### BRIEF:
Two lines in the data below mark the range: the one with "impl StorageResolver for" and the one with "async fn create_writer(&self, identity: &FileIdentity)". Return both, along with every line between them, exactly.

[Source records]
use std::io;
use std::path::{Path, PathBuf};

use async_trait::async_trait;
use tokio::fs::{self, File, OpenOptions};
use tokio::io::BufReader;

use crate::storage::identity::FileIdentity;
use crate::storage::resolver::{StorageReader, StorageResolver, StorageWriter};

/// Local-filesystem storage backend.
///
/// Interprets an identity's directory as a filesystem path. The directory
/// itself is expected to exist already; nothing here creates it.
#[derive(Debug, Clone, Copy, Default)]
pub struct LocalStorage;

impl LocalStorage {
    pub fn new() -> Self {
        Self
    }

    fn target_path(identity: &FileIdentity) -> PathBuf {
        Path::new(identity.directory()).join(identity.file_name())
    }
}

#[async_trait]
impl StorageResolver for LocalStorage {
    async fn exists(&self, identity: &FileIdentity) -> io::Result<bool> {
        fs::try_exists(Self::target_path(identity)).await
    }

    async fn open_reader(&self, identity: &FileIdentity) -> io::Result<Option<StorageReader>> {
        match File::open(Self::target_path(identity)).await {
            Ok(file) => Ok(Some(Box::new(BufReader::new(file)))),
            Err(err) if err.kind() == io::ErrorKind::NotFound => Ok(None),
            Err(err) => Err(err),
        }
    }

    async fn create_writer(&self, identity: &FileIdentity) -> io::Result<StorageWriter> {
        let file = OpenOptions::new()
            .create(true)
            .write(true)
            .truncate(true)
            .open(Self::target_path(identity))
            .await?;
        Ok(Box::new(file))
    }
}

#[cfg(test)]
mod tests {
    use tokio::io::{AsyncBufReadExt, AsyncWriteExt};

    use super::*;

    fn identity_in(dir: &tempfile::TempDir, key: &str) -> FileIdentity {
        FileIdentity::for_data_key(dir.path().to_string_lossy().into_owned(), key)
    }

    #[tokio::test]
    async fn test_exists_reflects_the_filesystem() {
        let dir = tempfile::tempdir().unwrap();
        let identity = identity_in(&dir, "customCards");
        let storage = LocalStorage::new();

        assert!(!storage.exists(&identity).await.unwrap());
        std::fs::write(dir.path().join("dashboard_customCards.json"), "[]").unwrap();
        assert!(storage.exists(&identity).await.unwrap());
    }

    #[tokio::test]
    async fn test_open_reader_on_missing_file_is_none() {
        let dir = tempfile::tempdir().unwrap();
        let identity = identity_in(&dir, "cardTitles");

        let reader = LocalStorage::new().open_reader(&identity).await.unwrap();
        assert!(reader.is_none());
    }

    #[tokio::test]
    async fn test_create_writer_truncates_existing_content() {
        let dir = tempfile::tempdir().unwrap();
        let identity = identity_in(&dir, "cardSizes");
        let path = dir.path().join("dashboard_cardSizes.json");
        std::fs::write(&path, "previous content that is longer").unwrap();

        let storage = LocalStorage::new();
        let mut writer = storage.create_writer(&identity).await.unwrap();
        writer.write_all(b"short").await.unwrap();
        writer.shutdown().await.unwrap();

        assert_eq!(std::fs::read_to_string(&path).unwrap(), "short");

        let mut reader = storage.open_reader(&identity).await.unwrap().unwrap();
        let mut line = String::new();
        reader.read_line(&mut line).await.unwrap();
        assert_eq!(line, "short");
    }
}
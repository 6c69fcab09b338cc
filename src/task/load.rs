use tokio::io::AsyncBufReadExt;

use crate::core::{PersistError, Result};
use crate::job::Job;
use crate::storage::{FileIdentity, StorageResolver};
use crate::task::output::OutputSlot;

/// Reads the target file's full content into the output slot.
///
/// An absent file is a normal outcome: the run stays successful and the
/// slot keeps its prior value. The content is read line by line and
/// reassembled with a newline after each line, then trimmed once, so a
/// payload round-trips modulo that final trim. The slot is only written
/// after the whole read succeeded.
pub async fn load_data(
    storage: &dyn StorageResolver,
    job: &Job,
    identity: &FileIdentity,
    output: &OutputSlot,
) -> Result<()> {
    let file_name = identity.file_name();

    let reader = match storage.open_reader(identity).await {
        Ok(Some(reader)) => reader,
        Ok(None) => {
            job.message(format!("File \"{}\" does not exist yet.", file_name));
            return Ok(());
        }
        Err(err) => {
            return Err(job.fail_with(PersistError::ReadFile(
                file_name.to_string(),
                err.to_string(),
            )));
        }
    };

    let mut lines = reader.lines();
    let mut content = String::new();
    loop {
        match lines.next_line().await {
            Ok(Some(line)) => {
                content.push_str(&line);
                content.push('\n');
            }
            Ok(None) => break,
            Err(err) => {
                return Err(job.fail_with(PersistError::ReadFile(
                    file_name.to_string(),
                    err.to_string(),
                )));
            }
        }
    }

    let payload = content.trim().to_string();
    let character_count = payload.chars().count();
    output.publish(payload);
    job.message(format!(
        "Successfully loaded data from \"{}\" ({} characters)",
        file_name, character_count
    ));

    Ok(())
}
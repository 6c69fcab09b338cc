use serde::Serialize;

use crate::job::log::LogEntry;
use crate::job::runner::Job;
use crate::job::status::JobStatus;

/// Serializable summary of a job run.
///
/// Taken after the run finished this is the complete record; taken earlier
/// it is a snapshot of whatever has happened so far.
#[derive(Debug, Clone, Serialize)]
pub struct RunReport {
    pub job_id: String,
    pub status: JobStatus,
    pub entries: Vec<LogEntry>,
}

impl RunReport {
    pub fn from_job(job: &Job) -> Self {
        Self {
            job_id: job.id().to_string(),
            status: job.status(),
            entries: job.log().entries(),
        }
    }
}
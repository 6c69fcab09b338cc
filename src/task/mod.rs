pub mod config;
pub mod load;
pub mod output;
pub mod save;

pub use config::{DEFAULT_OPERATION, TaskConfig};
pub use output::OutputSlot;

use std::sync::Arc;

use async_trait::async_trait;

use crate::core::{PersistError, Result};
use crate::job::{Job, JobWork};
use crate::storage::{FileIdentity, StorageResolver};

/// One persistence run: resolves the target file from its configuration and
/// dispatches to save or load.
///
/// Exactly one operation executes per run. Configuration problems (missing
/// directory, unknown operation) fail the job before any file I/O happens.
pub struct PersistTask {
    storage: Arc<dyn StorageResolver>,
    config: TaskConfig,
    output: OutputSlot,
}

impl PersistTask {
    pub fn new(storage: Arc<dyn StorageResolver>, config: TaskConfig, output: OutputSlot) -> Self {
        Self {
            storage,
            config,
            output,
        }
    }
}

#[async_trait]
impl JobWork for PersistTask {
    async fn run(&self, job: &Job) -> Result<()> {
        let operation = self.config.operation_or_default();
        let data_key = self.config.data_key_or_default();
        let payload = self.config.payload_or_default();

        let Some(directory) = self.config.directory.as_deref() else {
            return Err(job.fail_with(PersistError::DirectoryNotConfigured));
        };

        let identity = FileIdentity::for_data_key(directory, data_key);

        match operation {
            "save" => save::save_data(self.storage.as_ref(), job, &identity, payload).await,
            "load" => load::load_data(self.storage.as_ref(), job, &identity, &self.output).await,
            other => Err(job.fail_with(PersistError::UnknownOperation(other.to_string()))),
        }
    }
}
//! Long-running background task that polls the Soroban RPC and writes
//! decoded ledger events to the audit database.

use std::sync::Arc;
use std::time::Duration;

use reqwest::Client;
use sqlx::SqlitePool;
use tracing::{error, info};

use crate::config::Config;
use crate::db;
use crate::rpc;

pub struct IndexerState {
    pub pool: SqlitePool,
    pub config: Config,
    pub client: Client,
}

/// Spawn the indexer loop as a background [`tokio`] task.
pub async fn run(state: Arc<IndexerState>) {
    info!(contract = %state.config.contract_id, "Indexer starting");

    // Load the cursor from the DB; fall back to config start_ledger.
    let last_ledger = db::get_last_ledger(&state.pool).await.unwrap_or(0);
    let cursor_str = db::get_cursor_string(&state.pool).await.unwrap_or(None);

    let mut current_ledger = if last_ledger > 0 {
        last_ledger as u32
    } else {
        state.config.start_ledger
    };
    let mut cursor: Option<String> = cursor_str;

    info!(ledger = current_ledger, "Resuming from ledger");

    loop {
        match poll_once(
            &state.pool,
            &state.client,
            &state.config,
            current_ledger,
            cursor.as_deref(),
        )
        .await
        {
            Ok((next_ledger, next_cursor)) => {
                current_ledger = next_ledger;
                cursor = next_cursor;
            }
            Err(e) => {
                error!(error = %e, ledger = current_ledger, "Indexer poll error");
            }
        }

        tokio::time::sleep(Duration::from_secs(state.config.poll_interval_secs)).await;
    }
}

/// Perform a single poll iteration.
///
/// Returns `(next_start_ledger, next_cursor)`.
async fn poll_once(
    pool: &SqlitePool,
    client: &Client,
    config: &Config,
    start_ledger: u32,
    cursor: Option<&str>,
) -> crate::errors::Result<(u32, Option<String>)> {
    let (raw_events, next_cursor, latest_ledger) = rpc::fetch_events(
        client,
        &config.rpc_url,
        &config.contract_id,
        start_ledger,
        cursor,
        config.events_per_page,
    )
    .await?;

    if !raw_events.is_empty() {
        let decoded = rpc::decode_events(&raw_events, &config.contract_id);
        let inserted = db::insert_events(pool, &decoded).await?;
        info!(
            raw = raw_events.len(),
            decoded = decoded.len(),
            inserted,
            "Stored new ledger events"
        );
    }

    let (next_ledger, next_cursor) = next_position(
        start_ledger,
        latest_ledger,
        raw_events.len(),
        config.events_per_page,
        next_cursor,
    );

    // Persist cursor so restarts are deterministic.
    db::save_cursor(pool, next_ledger as i64, next_cursor.as_deref()).await?;

    Ok((next_ledger, next_cursor))
}

/// Decide where the next poll starts.
///
/// A full page means more events may be waiting in the same ledger range, so
/// the RPC cursor is kept. A short page means we are caught up: jump to the
/// latest ledger and drop the cursor.
fn next_position(
    start_ledger: u32,
    latest_ledger: Option<u64>,
    page_len: usize,
    page_size: u32,
    cursor: Option<String>,
) -> (u32, Option<String>) {
    if page_len >= page_size as usize && cursor.is_some() {
        return (start_ledger, cursor);
    }
    let next_ledger = latest_ledger
        .map(|l| (l.min(u32::MAX as u64) as u32).max(start_ledger))
        .unwrap_or(start_ledger);
    (next_ledger, None)
}
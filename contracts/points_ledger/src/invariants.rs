#![allow(dead_code)]

extern crate std;

use crate::types::{FounderStatus, ProductStatus};

/// INV-1: a founder never distributes more than was allocated, and the
/// reported availability is exactly the difference.
pub fn assert_conservation(status: &FounderStatus) {
    assert!(
        status.distributed_points <= status.allocated_points,
        "INV-1 violated: distributed {} exceeds allocated {}",
        status.distributed_points,
        status.allocated_points
    );
    assert_eq!(
        status.available_to_distribute,
        status.allocated_points - status.distributed_points,
        "INV-1 violated: available_to_distribute out of sync"
    );
}

/// INV-2: founders own at most `MAX_PRODUCTS_PER_FOUNDER` products.
pub fn assert_capacity(status: &FounderStatus) {
    assert!(
        status.product_count <= crate::MAX_PRODUCTS_PER_FOUNDER,
        "INV-2 violated: founder owns {} products",
        status.product_count
    );
}

/// INV-3: founder counters never decrease.
pub fn assert_founder_monotonic(before: &FounderStatus, after: &FounderStatus) {
    assert!(
        after.allocated_points >= before.allocated_points,
        "INV-3 violated: allocated_points decreased from {} to {}",
        before.allocated_points,
        after.allocated_points
    );
    assert!(
        after.distributed_points >= before.distributed_points,
        "INV-3 violated: distributed_points decreased from {} to {}",
        before.distributed_points,
        after.distributed_points
    );
    assert!(
        after.earned_rewards >= before.earned_rewards,
        "INV-3 violated: earned_rewards decreased from {} to {}",
        before.earned_rewards,
        after.earned_rewards
    );
}

/// INV-4: claimed rewards never decrease and the owner never changes.
pub fn assert_product_monotonic(before: &ProductStatus, after: &ProductStatus) {
    assert!(
        after.claimed_rewards >= before.claimed_rewards,
        "INV-4 violated: claimed_rewards decreased from {} to {}",
        before.claimed_rewards,
        after.claimed_rewards
    );
    assert_eq!(before.owner, after.owner, "INV-4 violated: owner changed");
}

/// INV-5: a claim moves the whole pending balance into the claimed total.
pub fn assert_claim_zeroes_pending(before: &ProductStatus, after: &ProductStatus) {
    assert_eq!(after.pending_rewards, 0, "INV-5 violated: pending not zeroed");
    assert_eq!(
        after.claimed_rewards,
        before.claimed_rewards + before.pending_rewards,
        "INV-5 violated: claimed {} != {} + {}",
        after.claimed_rewards,
        before.claimed_rewards,
        before.pending_rewards
    );
}

/// Run all stateless founder invariants.
pub fn assert_all_founder_invariants(status: &FounderStatus) {
    assert_conservation(status);
    assert_capacity(status);
}
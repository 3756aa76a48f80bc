//! # Storage
//!
//! Typed helpers over the two Soroban storage tiers used by the ledger.
//!
//! ## Instance storage (contract-lifetime TTL)
//!
//! | Key              | Type           | Description                          |
//! |------------------|----------------|--------------------------------------|
//! | `Admin`          | `Address`      | Holder of the administrator capability |
//! | `Paused`         | `bool`         | Lifecycle switch, `true` after init  |
//! | `Policy`         | `ReadPolicy`   | Who may call the views               |
//! | `Locked`         | `bool`         | Reentrancy flag, set while mutating  |
//! | `ActiveFounders` | `Vec<Address>` | Active founder index                 |
//!
//! Instance TTL is bumped by **7 days** whenever it falls below 1 day remaining.
//!
//! ## Persistent storage (per-entry TTL)
//!
//! | Key                | Type           | Description                         |
//! |--------------------|----------------|-------------------------------------|
//! | `Founder(addr)`    | `Founder`      | Founder record                      |
//! | `Product(addr)`    | `Product`      | Product record, doubles as the product→owner index |
//! | `ApiKey(key)`      | `Address`      | Reverse map of live API keys        |
//! | `Category(name)`   | `Vec<Address>` | Products registered under a category |
//!
//! Persistent TTL is bumped by **30 days** whenever it falls below 7 days remaining.

use soroban_sdk::{contracttype, Address, BytesN, Env, String, Vec};

use crate::types::{Founder, Product, ReadPolicy};

// ── TTL Constants ────────────────────────────────────────────────────

/// Approximate ledgers per day (~5 seconds per ledger).
const DAY_IN_LEDGERS: u32 = 17_280;

const INSTANCE_BUMP_AMOUNT: u32 = 7 * DAY_IN_LEDGERS;
const INSTANCE_LIFETIME_THRESHOLD: u32 = DAY_IN_LEDGERS;

const PERSISTENT_BUMP_AMOUNT: u32 = 30 * DAY_IN_LEDGERS;
const PERSISTENT_LIFETIME_THRESHOLD: u32 = 7 * DAY_IN_LEDGERS;

// ── Storage Keys ─────────────────────────────────────────────────────

#[contracttype]
#[derive(Clone, Debug, Eq, PartialEq)]
pub enum DataKey {
    /// Administrator address (Instance).
    Admin,
    /// Lifecycle switch (Instance).
    Paused,
    /// Read policy for views (Instance).
    Policy,
    /// Reentrancy flag (Instance).
    Locked,
    /// Active founder index (Instance).
    ActiveFounders,
    /// Founder record (Persistent).
    Founder(Address),
    /// Product record (Persistent).
    Product(Address),
    /// API key → founder (Persistent).
    ApiKey(BytesN<32>),
    /// Category → product addresses (Persistent).
    Category(String),
}

// ── Instance Storage Helpers ─────────────────────────────────────────

fn bump_instance(env: &Env) {
    env.storage()
        .instance()
        .extend_ttl(INSTANCE_LIFETIME_THRESHOLD, INSTANCE_BUMP_AMOUNT);
}

pub fn get_admin(env: &Env) -> Option<Address> {
    bump_instance(env);
    env.storage().instance().get(&DataKey::Admin)
}

pub fn set_admin(env: &Env, admin: &Address) {
    env.storage().instance().set(&DataKey::Admin, admin);
    bump_instance(env);
}

/// Reads the lifecycle switch. An uninitialised contract reads as paused.
pub fn is_paused(env: &Env) -> bool {
    env.storage()
        .instance()
        .get(&DataKey::Paused)
        .unwrap_or(true)
}

pub fn set_paused(env: &Env, paused: bool) {
    env.storage().instance().set(&DataKey::Paused, &paused);
    bump_instance(env);
}

pub fn get_read_policy(env: &Env) -> ReadPolicy {
    env.storage()
        .instance()
        .get(&DataKey::Policy)
        .unwrap_or(ReadPolicy::Peer)
}

pub fn set_read_policy(env: &Env, policy: ReadPolicy) {
    env.storage().instance().set(&DataKey::Policy, &policy);
    bump_instance(env);
}

pub fn is_locked(env: &Env) -> bool {
    env.storage()
        .instance()
        .get(&DataKey::Locked)
        .unwrap_or(false)
}

pub fn set_locked(env: &Env, locked: bool) {
    if locked {
        env.storage().instance().set(&DataKey::Locked, &true);
    } else {
        env.storage().instance().remove(&DataKey::Locked);
    }
}

pub fn load_active_founders(env: &Env) -> Vec<Address> {
    bump_instance(env);
    env.storage()
        .instance()
        .get(&DataKey::ActiveFounders)
        .unwrap_or_else(|| Vec::new(env))
}

pub fn save_active_founders(env: &Env, founders: &Vec<Address>) {
    env.storage()
        .instance()
        .set(&DataKey::ActiveFounders, founders);
    bump_instance(env);
}

// ── Persistent Storage Helpers ───────────────────────────────────────

fn bump_persistent(env: &Env, key: &DataKey) {
    env.storage()
        .persistent()
        .extend_ttl(key, PERSISTENT_LIFETIME_THRESHOLD, PERSISTENT_BUMP_AMOUNT);
}

fn load_persistent<T>(env: &Env, key: DataKey) -> Option<T>
where
    T: soroban_sdk::TryFromVal<Env, soroban_sdk::Val>,
{
    let value = env.storage().persistent().get(&key);
    if value.is_some() {
        bump_persistent(env, &key);
    }
    value
}

pub fn load_founder(env: &Env, founder: &Address) -> Option<Founder> {
    load_persistent(env, DataKey::Founder(founder.clone()))
}

pub fn save_founder(env: &Env, address: &Address, founder: &Founder) {
    let key = DataKey::Founder(address.clone());
    env.storage().persistent().set(&key, founder);
    bump_persistent(env, &key);
}

pub fn load_product(env: &Env, product: &Address) -> Option<Product> {
    load_persistent(env, DataKey::Product(product.clone()))
}

pub fn has_product(env: &Env, product: &Address) -> bool {
    env.storage()
        .persistent()
        .has(&DataKey::Product(product.clone()))
}

pub fn save_product(env: &Env, address: &Address, product: &Product) {
    let key = DataKey::Product(address.clone());
    env.storage().persistent().set(&key, product);
    bump_persistent(env, &key);
}

/// Founder currently holding `key`, if it is live.
pub fn api_key_owner(env: &Env, key: &BytesN<32>) -> Option<Address> {
    load_persistent(env, DataKey::ApiKey(key.clone()))
}

pub fn set_api_key_owner(env: &Env, key: &BytesN<32>, founder: &Address) {
    let key = DataKey::ApiKey(key.clone());
    env.storage().persistent().set(&key, founder);
    bump_persistent(env, &key);
}

pub fn remove_api_key(env: &Env, key: &BytesN<32>) {
    env.storage()
        .persistent()
        .remove(&DataKey::ApiKey(key.clone()));
}

pub fn load_category(env: &Env, category: &String) -> Vec<Address> {
    load_persistent(env, DataKey::Category(category.clone())).unwrap_or_else(|| Vec::new(env))
}

pub fn save_category(env: &Env, category: &String, products: &Vec<Address>) {
    let key = DataKey::Category(category.clone());
    env.storage().persistent().set(&key, products);
    bump_persistent(env, &key);
}
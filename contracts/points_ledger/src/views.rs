//! # Views
//!
//! Read-only lookups and aggregates. Each one passes the [`ReadAccess`] gate
//! first; none consults the lifecycle switch.

use soroban_sdk::{panic_with_error, Address, BytesN, Env, String, Vec};

use crate::access::ReadAccess;
use crate::registry::{load_founder, load_product};
use crate::types::{ActiveFounders, FounderProducts, FounderStatus, ProductStatus, TotalStats};
use crate::{storage, Error};

pub fn founder_status(env: &Env, caller: &Address, founder: &Address) -> FounderStatus {
    let access = ReadAccess::check(env, caller);
    access.require_subject(env, founder);

    let record = load_founder(env, founder);
    FounderStatus {
        available_to_distribute: record.available_to_distribute(),
        name: record.name,
        allocated_points: record.allocated_points,
        distributed_points: record.distributed_points,
        earned_rewards: record.earned_rewards,
        product_count: record.products.len(),
        active: record.active,
    }
}

pub fn product_status(env: &Env, caller: &Address, product: &Address) -> ProductStatus {
    let access = ReadAccess::check(env, caller);
    let record = load_product(env, product);
    access.require_subject(env, &record.owner);

    ProductStatus {
        owner: record.owner,
        name: record.name,
        category: record.category,
        current_points: record.current_points,
        pending_rewards: record.pending_rewards,
        claimed_rewards: record.claimed_rewards,
        verified: record.verified,
    }
}

pub fn founder_products(env: &Env, caller: &Address, founder: &Address) -> FounderProducts {
    let access = ReadAccess::check(env, caller);
    access.require_subject(env, founder);

    let record = load_founder(env, founder);
    let mut out = FounderProducts {
        addresses: Vec::new(env),
        names: Vec::new(env),
        current_points: Vec::new(env),
        pending_rewards: Vec::new(env),
        verified: Vec::new(env),
    };
    for address in record.products.iter() {
        let product = load_product(env, &address);
        out.addresses.push_back(address);
        out.names.push_back(product.name);
        out.current_points.push_back(product.current_points);
        out.pending_rewards.push_back(product.pending_rewards);
        out.verified.push_back(product.verified);
    }
    out
}

pub fn total_stats(env: &Env, caller: &Address) -> TotalStats {
    let access = ReadAccess::check(env, caller);
    access.require_aggregate(env);

    let active = storage::load_active_founders(env);
    let mut stats = TotalStats {
        active_founders: active.len(),
        total_products: 0,
        verified_products: 0,
    };
    for address in active.iter() {
        let founder = load_founder(env, &address);
        stats.total_products += founder.products.len();
        for product in founder.products.iter() {
            if load_product(env, &product).verified {
                stats.verified_products += 1;
            }
        }
    }
    stats
}

pub fn founder_by_api_key(env: &Env, caller: &Address, key: &BytesN<32>) -> Address {
    let access = ReadAccess::check(env, caller);
    let founder = match storage::api_key_owner(env, key) {
        Some(founder) => founder,
        None => panic_with_error!(env, Error::UnknownApiKey),
    };
    access.require_subject(env, &founder);
    founder
}

pub fn active_founders(env: &Env, caller: &Address) -> ActiveFounders {
    let access = ReadAccess::check(env, caller);
    access.require_aggregate(env);

    let mut out = ActiveFounders {
        addresses: Vec::new(env),
        names: Vec::new(env),
        allocated_points: Vec::new(env),
        earned_rewards: Vec::new(env),
    };
    for address in storage::load_active_founders(env).iter() {
        let founder = load_founder(env, &address);
        out.addresses.push_back(address);
        out.names.push_back(founder.name);
        out.allocated_points.push_back(founder.allocated_points);
        out.earned_rewards.push_back(founder.earned_rewards);
    }
    out
}

pub fn products_by_category(env: &Env, caller: &Address, category: &String) -> Vec<Address> {
    let access = ReadAccess::check(env, caller);
    access.require_aggregate(env);
    storage::load_category(env, category)
}
//! # Lifecycle Switch
//!
//! The global pause gate and the per-call reentrancy guard. The contract
//! starts paused; the administrator must `resume` before any registry or
//! pipeline mutation is accepted. Views ignore the switch.

use soroban_sdk::{panic_with_error, Address, Env};

use crate::{access, events, storage, Error};

pub fn pause(env: &Env) {
    let admin = access::require_admin(env);
    if !storage::is_paused(env) {
        storage::set_paused(env, true);
        events::paused(env, &admin);
    }
}

pub fn resume(env: &Env) {
    let admin = access::require_admin(env);
    if storage::is_paused(env) {
        storage::set_paused(env, false);
        events::resumed(env, &admin);
    }
}

/// Admin authorization followed by the pause gate. Every registry and
/// pipeline mutation starts here.
pub fn begin_mutation(env: &Env) -> Address {
    let admin = access::require_admin(env);
    if storage::is_paused(env) {
        panic_with_error!(env, Error::Paused);
    }
    admin
}

/// Run `f` with the reentrancy flag held.
///
/// A failing call panics and the host rolls back every write of the
/// invocation, the flag included, so it only needs clearing on success.
pub fn guarded<T>(env: &Env, f: impl FnOnce() -> T) -> T {
    if storage::is_locked(env) {
        panic_with_error!(env, Error::Reentrant);
    }
    storage::set_locked(env, true);
    let out = f();
    storage::set_locked(env, false);
    out
}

### TASK OUTPUT:
impl StorageResolver for LocalStorage {
    async fn exists(&self, identity: &FileIdentity) -> io::Result<bool> {
        fs::try_exists(Self::target_path(identity)).await
    }

    async fn open_reader(&self, identity: &FileIdentity) -> io::Result<Option<StorageReader>> {
        match File::open(Self::target_path(identity)).await {
            Ok(file) => Ok(Some(Box::new(BufReader::new(file)))),
            Err(err) if err.kind() == io::ErrorKind::NotFound => Ok(None),
            Err(err) => Err(err),
        }
    }

    async fn create_writer(&self, identity: &FileIdentity) -> io::Result<StorageWriter> {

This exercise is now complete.